If anxiety has been around for a while, this is a sign that the amygdala is a strong, powerful, active one. This is absolutely not a sign of breakage. It’s a sign of a strong, healthy, powerful brain that has learned the fight or flight spectacularly well. It might take a little while to teach that amygdala to let go of that well-learned response, but absolutely this can be done.

For a while, moving through anxiety and towards brave behaviour might feel awkward and scary for your child, as any new behaviour does. When things feel awkward and unfamiliar, the temptation will be to go back to what’s familiar – for you and your child. This is how it is for all of us.

This might mean that when you encourage your child or teen towards brave behaviour, things might get a little worse before they get better – but they will get better. Just be aware of this, so you can give yourself and your small human some big love when you’re feeling mean for pushing them forward, or when they’re pushing against you with everything in them. 

Something to keep in mind – ‘Does my response support them, or their anxiety?’
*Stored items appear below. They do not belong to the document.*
//! Ingest boundary: validate, convert, register metadata, persist

use std::sync::Arc;

use super::error::IngestError;
use super::fanout::MetadataFanout;
use super::payload::{TelegrafBatch, validate_batch};
use super::tags::TagFilter;
use super::transform::transform;
use crate::data::{MetricSinks, MetricStore};

/// Counts reported back for an accepted batch
#[derive(Debug, Clone, Copy, PartialEq, Eq)]
pub struct IngestSummary {
    pub metrics: usize,
    pub records: usize,
    pub skipped_fields: usize,
}

/// Runs one Telegraf batch through the pipeline.
///
/// Steps run strictly in order: validation, conversion, metadata fan-out,
/// bulk insert. A batch that converts to zero records makes no collaborator
/// calls at all. Catalog writes are not rolled back when the store fails.
#[derive(Clone)]
pub struct IngestService {
    filter: Arc<TagFilter>,
    fanout: MetadataFanout,
    store: Arc<dyn MetricStore>,
}

impl IngestService {
    pub fn new(filter: Arc<TagFilter>, sinks: MetricSinks) -> Self {
        Self {
            filter,
            fanout: MetadataFanout::new(sinks.data_types, sinks.tags),
            store: sinks.store,
        }
    }

    pub async fn ingest(
        &self,
        application_name: &str,
        payload: &TelegrafBatch,
    ) -> Result<IngestSummary, IngestError> {
        if let Err(errors) = validate_batch(application_name, payload) {
            tracing::warn!(
                application_name,
                errors = errors.len(),
                "Rejected Telegraf batch"
            );
            return Err(IngestError::ValidationFailed(errors));
        }

        tracing::debug!(application_name, payload = ?payload, "Telegraf payload");

        let batch = transform(application_name, payload, &self.filter);
        let summary = IngestSummary {
            metrics: payload.metrics.len(),
            records: batch.len(),
            skipped_fields: batch.skipped_fields,
        };
        tracing::info!(
            application_name,
            metrics = summary.metrics,
            records = summary.records,
            "Telegraf batch received"
        );

        if batch.is_empty() {
            tracing::debug!(application_name, "No numeric fields in batch");
            return Ok(summary);
        }

        self.fanout.register(&batch).await?;
        self.store.insert_batch(&batch).await?;

        tracing::debug!(
            application_name,
            records = summary.records,
            skipped = summary.skipped_fields,
            "Telegraf batch persisted"
        );
        Ok(summary)
    }
}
Avoidance will strengthen their anxiety, brave behaviour will strengthen them. 

Anxiety can be a shady character. Sometimes it can feel as though our response is supporting our child, when actually it’s supporting his or her anxiety. This is a breathtakingly easy trap to fall into, and it’s likely that anyone who has a child who has been anxious at some point, has fallen into it. As parents we want to protect our children from harm. The thing is though, our role isn’t only to keep them safe, but to raise them to be strong, resilient and brave, so they can help themselves to safety. 

For this reason, it is important to begin with the mindset that your child or teen has everything they need inside them to move towards brave behaviour. Anxiety drives drives avoidance, and the more avoidance is the chosen response, the more the brain will wire around that. This will drive a fierce tendency to avoid, as it will feel like the only way to stay safe. 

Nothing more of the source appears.